B2B customer segmentation

Important considerations when segmenting business customers


Although customer segmentation certainly cannot be considered a new business practice by any means, the technique has experienced renewed levels of interest as newly introduced technologies have effectively made analyzing huge amounts of data a much quicker and easier task. Even though business-to-business (B2B) companies often times don't face quite the same avalanche of customer data as their business-to-consumer (B2C) counterparts, the process of partitioning business customers into groups with similar needs or characteristics continues to represent an important way to generate additional value for their customers. It's also not a bad way to gain a strategic edge over competitors that may be treating customers in a more "one size fits all" fashion.
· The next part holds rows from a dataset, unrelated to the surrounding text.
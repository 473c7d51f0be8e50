use anyhow::Result;
use clap::{Parser, Subcommand};
use std::path::PathBuf;

mod cmd;

#[derive(Parser)]
#[command(name = "gitdeploy")]
#[command(version, about = "Clone Git repositories into servable PHP applications")]
pub struct Cli {
    /// Path to gitdeploy.toml (defaults to ./gitdeploy.toml when present)
    #[arg(short, long, global = true, env = "GITDEPLOY_CONFIG")]
    pub config: Option<PathBuf>,

    /// Database path. Overrides the config file and environment.
    #[arg(long, global = true)]
    pub db: Option<PathBuf>,

    /// Parent directory of all application workspaces
    #[arg(long, global = true)]
    pub apps_root: Option<PathBuf>,

    #[arg(short, long, global = true)]
    pub verbose: bool,

    /// Emit diagnostics as JSON lines
    #[arg(long, global = true)]
    pub log_json: bool,

    #[command(subcommand)]
    pub command: Commands,
}

#[derive(Subcommand)]
pub enum Commands {
    /// Create the database and working directories
    Init,
    /// Register and list applications
    App {
        #[command(subcommand)]
        command: AppCommands,
    },
    /// Manage variables injected into every deployed application
    Env {
        #[command(subcommand)]
        command: EnvCommands,
    },
    /// Trigger a deployment for an application
    Deploy {
        application_id: i64,

        /// Poll until the deployment finishes
        #[arg(long)]
        wait: bool,

        /// Seconds between polls with --wait
        #[arg(long, default_value = "1")]
        interval: u64,
    },
    /// Run one pending deployment to completion (invoked by the dispatcher)
    Worker { deployment_id: i64 },
    /// Show the status of a deployment
    Status {
        deployment_id: i64,

        #[arg(long)]
        json: bool,
    },
    /// Show the latest deployment log of an application
    Logs { application_id: i64 },
    /// List deployments of an application, most recent first
    History {
        application_id: i64,

        #[arg(short, long, default_value = "20")]
        limit: i64,
    },
    /// Fail deployments that were abandoned by their worker
    Sweep,
    /// Serve the JSON trigger and status API
    Serve {
        #[arg(short, long)]
        port: Option<u16>,

        #[arg(long)]
        host: Option<String>,
    },
}

#[derive(Subcommand, Clone)]
pub enum AppCommands {
    /// Register an application
    Add {
        #[arg(long)]
        name: String,

        #[arg(long)]
        repository: String,

        #[arg(long, default_value = "main")]
        branch: String,

        /// Workspace directory name under the apps root
        #[arg(long)]
        directory: String,

        #[arg(long)]
        description: Option<String>,
    },
    /// List registered applications
    List,
}

#[derive(Subcommand, Clone)]
pub enum EnvCommands {
    /// Set (or replace) a variable
    Set {
        key: String,
        value: String,

        #[arg(long)]
        description: Option<String>,

        /// Mask the value in listings
        #[arg(long)]
        sensitive: bool,
    },
    /// List variables (sensitive values masked)
    List,
    /// Remove a variable
    Unset { key: String },
}

#[tokio::main]
async fn main() -> Result<()> {
    dotenvy::dotenv().ok();
    let cli = Cli::parse();
    let config = cmd::load_config(&cli)?;
    let log_guard = cmd::init_diagnostics(&cli, &config)?;

    match &cli.command {
        Commands::Init => cmd::cmd_init(&config)?,
        Commands::App { command } => cmd::cmd_app(&config, command.clone()).await?,
        Commands::Env { command } => cmd::cmd_env(&config, command.clone()).await?,
        Commands::Deploy {
            application_id,
            wait,
            interval,
        } => {
            let code = cmd::cmd_deploy(config, *application_id, *wait, *interval).await?;
            if code != 0 {
                drop(log_guard);
                std::process::exit(code);
            }
        }
        Commands::Worker { deployment_id } => {
            let code = cmd::cmd_worker(config, *deployment_id).await?;
            drop(log_guard);
            std::process::exit(code);
        }
        Commands::Status {
            deployment_id,
            json,
        } => cmd::cmd_status(config, *deployment_id, *json).await?,
        Commands::Logs { application_id } => cmd::cmd_logs(config, *application_id).await?,
        Commands::History {
            application_id,
            limit,
        } => cmd::cmd_history(&config, *application_id, *limit).await?,
        Commands::Sweep => cmd::cmd_sweep(config).await?,
        Commands::Serve { port, host } => {
            cmd::cmd_serve(config, *port, host.clone()).await?;
        }
    }

    Ok(())
}
//! On-disk workspace for one application.

use std::ffi::OsStr;
use std::path::{Path, PathBuf};

use anyhow::{Context, Result, bail};
use walkdir::WalkDir;

use crate::config::DEPLOYMENT_LOG_FILE;
use crate::errors::{DeployError, DeployResult};

/// Scratch subdirectory the fetcher clones into before promotion.
pub const STAGING_DIR: &str = ".gitdeploy-staging";

/// Entries of a fetched tree that are never promoted into the workspace.
const UNPROMOTED: &[&str] = &[".git", DEPLOYMENT_LOG_FILE];

pub fn staging_dir(workspace: &Path) -> PathBuf {
    workspace.join(STAGING_DIR)
}

/// Run a synchronous tree operation on the blocking pool. The calling task
/// stays cancellable, so a deployment timeout still fires mid-walk.
pub async fn blocking<F, R>(f: F) -> DeployResult<R>
where
    F: FnOnce() -> R + Send + 'static,
    R: Send + 'static,
{
    tokio::task::spawn_blocking(f)
        .await
        .map_err(|e| DeployError::Unexpected(anyhow::anyhow!("Filesystem task panicked: {}", e)))
}

/// Top-level `*.log` files survive cleaning.
fn is_preserved(name: &OsStr) -> bool {
    Path::new(name).extension() == Some(OsStr::new("log"))
}

/// Guarantee a clean destination: create the directory if absent, otherwise
/// remove everything in it except top-level log files.
///
/// Not transactional. A failure part way through leaves a partially cleaned
/// directory.
pub fn prepare(workspace: &Path) -> Result<usize> {
    if !workspace.exists() {
        std::fs::create_dir_all(workspace)
            .with_context(|| format!("Failed to create workspace {}", workspace.display()))?;
        return Ok(0);
    }
    if !workspace.is_dir() {
        bail!("Workspace {} exists and is not a directory", workspace.display());
    }

    let mut removed = 0;
    for entry in std::fs::read_dir(workspace)
        .with_context(|| format!("Failed to read workspace {}", workspace.display()))?
    {
        let entry = entry.context("Failed to read workspace entry")?;
        let file_type = entry.file_type().context("Failed to stat workspace entry")?;
        let path = entry.path();
        if file_type.is_file() && is_preserved(&entry.file_name()) {
            continue;
        }
        let result = if file_type.is_dir() {
            std::fs::remove_dir_all(&path)
        } else {
            std::fs::remove_file(&path)
        };
        result.with_context(|| format!("Failed to remove {}", path.display()))?;
        removed += 1;
    }
    Ok(removed)
}

/// Move the contents of `staging` into `workspace` and delete `staging`.
///
/// A surviving log file in the workspace is never overwritten by a file of
/// the same name in the fetched tree.
pub fn promote(staging: &Path, workspace: &Path) -> Result<usize> {
    let mut moved = 0;
    for entry in std::fs::read_dir(staging)
        .with_context(|| format!("Failed to read staging directory {}", staging.display()))?
    {
        let entry = entry.context("Failed to read staging entry")?;
        let name = entry.file_name();
        if UNPROMOTED.iter().any(|skip| name == OsStr::new(skip)) {
            continue;
        }
        let target = workspace.join(&name);
        if target.exists() {
            if is_preserved(&name) {
                continue;
            }
            let result = if target.is_dir() {
                std::fs::remove_dir_all(&target)
            } else {
                std::fs::remove_file(&target)
            };
            result.with_context(|| format!("Failed to replace {}", target.display()))?;
        }
        std::fs::rename(entry.path(), &target)
            .with_context(|| format!("Failed to move {} into workspace", name.to_string_lossy()))?;
        moved += 1;
    }
    std::fs::remove_dir_all(staging)
        .with_context(|| format!("Failed to remove staging directory {}", staging.display()))?;
    Ok(moved)
}

/// Apply `mode` to every file and directory under `workspace`. Symlinks are
/// left alone.
#[cfg(unix)]
pub fn set_permissions(workspace: &Path, mode: u32) -> Result<usize> {
    use std::os::unix::fs::PermissionsExt;

    let mut changed = 0;
    for entry in WalkDir::new(workspace) {
        let entry = entry.context("Failed to walk workspace")?;
        if entry.path_is_symlink() {
            continue;
        }
        std::fs::set_permissions(entry.path(), std::fs::Permissions::from_mode(mode))
            .with_context(|| format!("Failed to set permissions on {}", entry.path().display()))?;
        changed += 1;
    }
    Ok(changed)
}

#[cfg(not(unix))]
pub fn set_permissions(workspace: &Path, _mode: u32) -> Result<usize> {
    Ok(WalkDir::new(workspace).into_iter().count())
}

/// `chown -R owner workspace`. The owner string is validated at config load.
pub async fn chown(workspace: &Path, owner: &str) -> Result<()> {
    let output = tokio::process::Command::new("chown")
        .arg("-R")
        .arg(owner)
        .arg("--")
        .arg(workspace)
        .stdin(std::process::Stdio::null())
        .kill_on_drop(true)
        .output()
        .await
        .context("Failed to run chown")?;
    if !output.status.success() {
        bail!(
            "chown exited with {}: {}",
            output.status,
            String::from_utf8_lossy(&output.stderr).trim()
        );
    }
    Ok(())
}
//! Input checks for values that end up on disk or on a command line.

use std::sync::LazyLock;

use regex::Regex;

use crate::errors::{DeployError, DeployResult};

static DIRECTORY_RE: LazyLock<Regex> =
    LazyLock::new(|| Regex::new(r"^[A-Za-z0-9_-]+$").expect("valid regex"));
static BRANCH_RE: LazyLock<Regex> =
    LazyLock::new(|| Regex::new(r"^[A-Za-z0-9/_.-]+$").expect("valid regex"));
static SCP_URL_RE: LazyLock<Regex> =
    LazyLock::new(|| Regex::new(r"^[A-Za-z0-9._-]+@[A-Za-z0-9.-]+:[^\s]+$").expect("valid regex"));
static ENV_KEY_RE: LazyLock<Regex> =
    LazyLock::new(|| Regex::new(r"^[A-Za-z_][A-Za-z0-9_]*$").expect("valid regex"));

const MAX_DIRECTORY_LEN: usize = 50;
const MAX_BRANCH_LEN: usize = 100;

pub fn validate_directory(directory: &str) -> DeployResult<()> {
    if directory.len() > MAX_DIRECTORY_LEN || !DIRECTORY_RE.is_match(directory) {
        return Err(DeployError::InvalidInput(format!(
            "directory '{}' must match [A-Za-z0-9_-]+ and be at most {} characters",
            directory, MAX_DIRECTORY_LEN
        )));
    }
    Ok(())
}

pub fn validate_branch(branch: &str) -> DeployResult<()> {
    let ok = branch.len() <= MAX_BRANCH_LEN
        && BRANCH_RE.is_match(branch)
        && !branch.starts_with('.')
        && !branch.ends_with('.')
        && !branch.starts_with('-')
        && !branch.contains("..");
    if !ok {
        return Err(DeployError::InvalidInput(format!("invalid branch name '{}'", branch)));
    }
    Ok(())
}

pub fn validate_repository_url(url: &str) -> DeployResult<()> {
    let url = url.trim();
    let has_scheme = ["https://", "http://", "ssh://", "git://", "file://"]
        .iter()
        .any(|scheme| url.starts_with(scheme) && url.len() > scheme.len());
    let ok = !url.starts_with('-')
        && !url.chars().any(char::is_whitespace)
        && (has_scheme || SCP_URL_RE.is_match(url));
    if !ok {
        return Err(DeployError::InvalidInput(format!("invalid repository URL '{}'", url)));
    }
    Ok(())
}

/// Keys are embedded as identifiers in generated source, so they are held
/// to identifier syntax.
pub fn is_valid_env_key(key: &str) -> bool {
    ENV_KEY_RE.is_match(key)
}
The benefits for segmenting business customers traverse many functional domains within an enterprise, including both the demand side and the supply side. Because of the customer-facing nature of marketing and sales, those domains typically represent the early adopters of segmentation schemes to support both planning purposes and tactical operations. For instance, a marketing manager can dramatically improve a cross-sell campaign response rate when he or she knows exactly which customers have the highest propensity to purchase and understands which message or value propositions are most likely to resonate with the target audience. That manager can also make reasonable assumptions with respect to the greater market at large by using key insights from customer segmentation studies, putting these insights into action when it comes to designing new customer acquisition programs.